When we embarked on the task of developing PowerLoom® which had to be delivered in C++, we were faced with exactly this problem. Our response was to invent a new programming language, called STELLA, that incorporates those aspects of Common Lisp that we deemed essential into a language that can still be translated into efficient, conventional and readable C++ and Java code.

Overview

STELLA is a strongly typed, object-oriented, Lisp-like language, designed to facilitate symbolic programming tasks in artificial intelligence applications. STELLA preserves those features of Common Lisp deemed essential for symbolic programming such as built-in support for dynamic data structures, heterogeneous collections, first-class symbols, powerful iteration constructs, name spaces, an object-oriented type system with a meta-object protocol, exception handling, and language extensibility through macros, but without compromising execution speed, interoperability with non-STELLA programs, and platform independence. STELLA programs are translated into a target language such as C++, Common Lisp, or Java, and then compiled with the native target language compiler to generate executable code.

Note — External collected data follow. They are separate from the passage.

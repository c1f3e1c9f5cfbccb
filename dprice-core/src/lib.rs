//! Diamond price prediction pipeline.
//!
//! Raw form input is validated, its categorical attributes are encoded with the
//! [`EncodingTable`] the model was trained against, derived geometry is added,
//! and the schema-ordered [`FeatureVector`] is handed to a [`Regressor`]. The
//! model predicts a log-price, which is exponentiated back into a price.
//!
//! ```no_run
//! use std::sync::Arc;
//! use dprice_core::{FeatureVector, ModelVariant, Pricer};
//!
//! let variant = ModelVariant::xgboost()?;
//! let model = Arc::new(|_: &FeatureVector| -> anyhow::Result<f64> { Ok(8.0) });
//! let pricer = Pricer::new(variant.clone(), model);
//! let quote = pricer.quote(&variant.default_input())?;
//! println!("{}", quote.prediction.display_price());
//! # Ok::<(), dprice_core::PricingError>(())
//! ```

pub mod config;
pub mod encoding;
pub mod error;
pub mod features;
pub mod input;
pub mod pipeline;
pub mod predict;
pub mod server;
pub mod telemetry;
pub mod variant;

pub use config::Config;
pub use encoding::{encode, Attribute, ColumnOrder, Encoded, EncodingMode, EncodingTable, OneHotTable, OrdinalTable};
pub use error::{PricingError, Result};
pub use features::{build_feature_vector, FeatureVector, Geometry};
pub use input::{InputBounds, Range, RawInput};
pub use pipeline::{Pricer, Quote};
pub use predict::{format_usd, predict_price, DynModel, PredictionResult, Regressor};
pub use variant::ModelVariant;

The language constructs of STELLA are restricted to those that can be translated directly into native constructs of the intended target languages, thus enabling the generation of highly efficient as well as readable code.

Experience

As of Fall 2000, we have programmed approximately 100,000 lines of STELLA code - about 50% for the STELLA kernel itself and the other 50% for the PowerLoom knowledge representation system and related systems. Our subjective experience has been that it is only slightly more difficult to write and debug a STELLA program than a Lisp program, and that the inconvenience of having to supply some type information is much outweighed by the benefits such as catching many errors during compile time instead of at run time.

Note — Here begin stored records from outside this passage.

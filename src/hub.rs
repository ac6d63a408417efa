//! Notification hub — connection-oriented pub/sub.
//!
//! Clients subscribe to groups over a persistent connection:
//!
//! - `bucket:{id}` — public
//! - `file:{id}:{path}` — public
//! - `global` — admin connections only
//!
//! Mutating handlers publish after their write commits.  Delivery is
//! best-effort per recipient: a closed receiver is dropped from its
//! groups, and a disconnected subscriber simply loses events.

use std::collections::{HashMap, HashSet};
use std::sync::Mutex;

use serde::Serialize;
use tokio::sync::mpsc;

use crate::metadata::store::{BucketRecord, FileRecord};

/// The global group name, restricted to admin connections.
pub const GLOBAL_GROUP: &str = "global";

/// Group name for one bucket's events.
pub fn bucket_group(bucket_id: &str) -> String {
    format!("bucket:{bucket_id}")
}

/// Group name for one file's events.
pub fn file_group(bucket_id: &str, path: &str) -> String {
    format!("file:{bucket_id}:{path}")
}

/// A change event, serialized snake_case with null fields omitted.
#[derive(Debug, Clone, Serialize)]
#[serde(tag = "type", rename_all = "snake_case")]
pub enum Event {
    FileCreated {
        bucket_id: String,
        file: FileRecord,
    },
    FileUpdated {
        bucket_id: String,
        file: FileRecord,
    },
    FileDeleted {
        bucket_id: String,
        path: String,
    },
    BucketCreated {
        bucket: BucketRecord,
    },
    BucketUpdated {
        bucket_id: String,
        changes: serde_json::Value,
    },
    BucketDeleted {
        bucket_id: String,
    },
}

impl Event {
    /// The groups this event fans out to.
    fn groups(&self) -> Vec<String> {
        match self {
            Event::FileCreated { bucket_id, file }
            | Event::FileUpdated { bucket_id, file } => vec![
                bucket_group(bucket_id),
                file_group(bucket_id, &file.path),
                GLOBAL_GROUP.to_string(),
            ],
            Event::FileDeleted { bucket_id, path } => vec![
                bucket_group(bucket_id),
                file_group(bucket_id, path),
                GLOBAL_GROUP.to_string(),
            ],
            Event::BucketCreated { .. } => vec![GLOBAL_GROUP.to_string()],
            Event::BucketUpdated { bucket_id, .. }
            | Event::BucketDeleted { bucket_id } => {
                vec![bucket_group(bucket_id), GLOBAL_GROUP.to_string()]
            }
        }
    }
}

/// Identifier of one hub connection.
pub type ConnId = u64;

struct Connection {
    sender: mpsc::UnboundedSender<String>,
    is_admin: bool,
    groups: HashSet<String>,
}

#[derive(Default)]
struct HubInner {
    next_id: ConnId,
    connections: HashMap<ConnId, Connection>,
    /// group name → member connection ids.
    groups: HashMap<String, HashSet<ConnId>>,
}

/// Pub/sub hub shared across the process.
#[derive(Default)]
pub struct NotificationHub {
    inner: Mutex<HubInner>,
}

impl NotificationHub {
    pub fn new() -> Self {
        Self::default()
    }

    /// Register a connection. `is_admin` gates the `global` group.
    pub fn register(&self, is_admin: bool) -> (ConnId, mpsc::UnboundedReceiver<String>) {
        let (tx, rx) = mpsc::unbounded_channel();
        let mut inner = self.inner.lock().expect("mutex poisoned");
        let id = inner.next_id;
        inner.next_id += 1;
        inner.connections.insert(
            id,
            Connection {
                sender: tx,
                is_admin,
                groups: HashSet::new(),
            },
        );
        (id, rx)
    }

    /// Add a connection to a group. Returns false when the group is
    /// restricted and the connection is not admin.
    pub fn subscribe(&self, conn: ConnId, group: &str) -> bool {
        let mut inner = self.inner.lock().expect("mutex poisoned");
        let Some(connection) = inner.connections.get_mut(&conn) else {
            return false;
        };
        if group == GLOBAL_GROUP && !connection.is_admin {
            return false;
        }
        connection.groups.insert(group.to_string());
        inner.groups.entry(group.to_string()).or_default().insert(conn);
        true
    }

    /// Remove a connection from a group.
    pub fn unsubscribe(&self, conn: ConnId, group: &str) {
        let mut inner = self.inner.lock().expect("mutex poisoned");
        if let Some(connection) = inner.connections.get_mut(&conn) {
            connection.groups.remove(group);
        }
        let emptied = match inner.groups.get_mut(group) {
            Some(members) => {
                members.remove(&conn);
                members.is_empty()
            }
            None => false,
        };
        if emptied {
            inner.groups.remove(group);
        }
    }

    /// Drop a connection and all its memberships.
    pub fn disconnect(&self, conn: ConnId) {
        let mut inner = self.inner.lock().expect("mutex poisoned");
        if let Some(connection) = inner.connections.remove(&conn) {
            for group in connection.groups {
                let emptied = match inner.groups.get_mut(&group) {
                    Some(members) => {
                        members.remove(&conn);
                        members.is_empty()
                    }
                    None => false,
                };
                if emptied {
                    inner.groups.remove(&group);
                }
            }
        }
    }

    /// Fan an event out to every subscriber of its groups.
    ///
    /// Each connection receives the event once even when it sits in
    /// several matching groups.  Send failures mark the connection dead
    /// and it is pruned.
    pub fn publish(&self, event: &Event) {
        let payload = match serde_json::to_string(event) {
            Ok(p) => p,
            Err(e) => {
                tracing::warn!(error = %e, "failed to serialize hub event");
                return;
            }
        };

        let inner = self.inner.lock().expect("mutex poisoned");
        let mut recipients: HashSet<ConnId> = HashSet::new();
        for group in event.groups() {
            if let Some(members) = inner.groups.get(&group) {
                recipients.extend(members.iter().copied());
            }
        }

        let mut dead: Vec<ConnId> = Vec::new();
        for conn in recipients {
            if let Some(connection) = inner.connections.get(&conn) {
                if connection.sender.send(payload.clone()).is_err() {
                    dead.push(conn);
                }
            }
        }
        drop(inner);

        for conn in dead {
            self.disconnect(conn);
        }
    }
}

// -- Tests --------------------------------------------------------------------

The biggest benefit, however, seems to be that we can still leverage all the incremental code development benefits of Lisp, since we use the Common Lisp-based version of STELLA for prototyping. This allows us to incrementally define and redefine functions, methods and classes and to inspect, debug and fix incorrect code on the fly. Even the most sophisticated C++ or Java IDE's don't yet seem to support this fully incremental development style, i.e., a change in a class (every change in Java is a change to a class) still requires recompilation and restart of the application, and it is the restart that can be the most time consuming if one debugs a complex application that takes a significant time to reach a certain state.

Publications

Documentation

A first version of a STELLA manual is now available. The language definition section is still incomplete, but there should be enough information to get you started (especially, if you are willing to read some source code).

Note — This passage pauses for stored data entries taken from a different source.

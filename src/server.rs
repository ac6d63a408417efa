//! Axum router construction and middleware composition.
//!
//! The [`app`] function wires every endpoint to its handler and layers
//! the middleware stack: metrics (outermost) → forwarded-header capture
//! → CORS → credential resolution → routes.  The default axum body
//! limit is disabled; the upload handlers enforce the configured
//! `max_upload_size` themselves so bodies stay streamed.

use axum::{
    extract::{DefaultBodyLimit, Request, State},
    http::{header, HeaderValue},
    middleware::{self, Next},
    response::{IntoResponse, Response},
    routing::{delete, get, on, post, put, MethodFilter},
    Json, Router,
};
use std::sync::Arc;
use tower_http::cors::{Any, CorsLayer};
use tower_http::trace::TraceLayer;
use tracing::debug;

use crate::auth;
use crate::errors::ApiError;
use crate::handlers::{bucket, file, key, short_url, stats, token, upload, ws};
use crate::metrics::{metrics_handler, metrics_middleware};
use crate::AppState;

/// Build the axum [`Router`] with all routes and middleware.
pub fn app(state: Arc<AppState>) -> Router {
    let metrics_enabled = state.config.observability.metrics;
    let cors = cors_layer(&state.config.server.cors_origins);

    let mut stateful = Router::new()
        .route("/healthz", get(healthz))
        // API keys (admin)
        .route("/api/keys", post(key::create_key).get(key::list_keys))
        .route("/api/keys/:prefix", delete(key::delete_key))
        .route("/api/keys/:prefix/usage", get(key::key_usage))
        // Buckets
        .route(
            "/api/buckets",
            post(bucket::create_bucket).get(bucket::list_buckets),
        )
        .route(
            "/api/buckets/:id",
            get(bucket::get_bucket)
                .patch(bucket::update_bucket)
                .delete(bucket::delete_bucket),
        )
        .route("/api/buckets/:id/summary", get(bucket::bucket_summary))
        .route(
            "/api/buckets/:id/zip",
            on(MethodFilter::GET, bucket::zip_download)
                .on(MethodFilter::HEAD, bucket::zip_head),
        )
        // Files (metadata at the bare path, content at /content)
        .route("/api/buckets/:id/files", get(file::list_files))
        .route(
            "/api/buckets/:id/files/*path",
            on(MethodFilter::GET, file::get_file_or_content)
                .on(MethodFilter::HEAD, file::head_file_or_content)
                .on(MethodFilter::DELETE, file::delete_file)
                .on(MethodFilter::PATCH, upload::patch_content),
        )
        // Uploads
        .route("/api/buckets/:id/upload", post(upload::multipart_upload))
        .route("/api/buckets/:id/upload/stream", put(upload::stream_upload))
        .route("/api/buckets/:id/tokens", post(token::create_upload_token))
        // Dashboard credentials
        .route("/api/tokens/dashboard", post(token::create_dashboard_token))
        .route("/api/tokens/dashboard/me", get(token::dashboard_me))
        // Stats
        .route("/api/stats", get(stats::get_stats))
        // Short URLs
        .route("/s/:code", get(short_url::redirect_short_url))
        .route("/api/short/:code", delete(short_url::delete_short_url))
        // Notifications
        .route("/ws", get(ws::ws_handler));

    if metrics_enabled {
        stateful = stateful.route("/metrics", get(metrics_handler));
    }

    // Layer ordering: inner layers run closest to the handlers.
    let mut router = stateful
        .with_state(state.clone())
        .layer(middleware::from_fn_with_state(state, auth_middleware))
        .layer(cors)
        .layer(middleware::from_fn(forwarded_headers_middleware))
        .layer(TraceLayer::new_for_http());

    if metrics_enabled {
        router = router.layer(middleware::from_fn(metrics_middleware));
    }

    // Uploads can be large; the upload handlers enforce the cap.
    router.layer(DefaultBodyLimit::disable())
}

The STELLA manual is available in the following formats:

For other formats such as the Emacs info format look in the sources/stella/doc directory of the STELLA release.

Example Code

Below are links to some real STELLA files to give you a flavor of what STELLA code looks like in real life. These files are taken from a recent version of STELLA and are all in production use. Also check out the PowerLoom sources for an example of a large system programmed in STELLA.

Download STELLA

Since October 2001 STELLA is available free-of-charge under a triple disjunctive open-source licensing scheme that allows you to pick the Mozilla Public License v. 1.1 (MPL), the GNU General Public License v. 2.0 (GPL) or the the GNU Lesser Public License v. 2.1 (LGPL) to fit your needs. This scheme is similar to what's used for the Mozilla web browser and should give people maximum flexibility to use STELLA even for commercial development while still retaining the advantages of open-source licensing.

The release contains

See the STELLA manual for system requirements and installation instructions .

You don't necessarily need Lisp to develop STELLA code, but it will give you the highest productivity if you do use the Lisp-based version of STELLA for code development. We use Allegro CL but the latest version of the freely available CMUCL works also. Using a nice X/Emacs-based Lisp development environment makes development a breeze. Using other environments your milage may vary. Once you've developed a piece of software to your satisfaction you can translate it into C++ or Java for delivery, etc.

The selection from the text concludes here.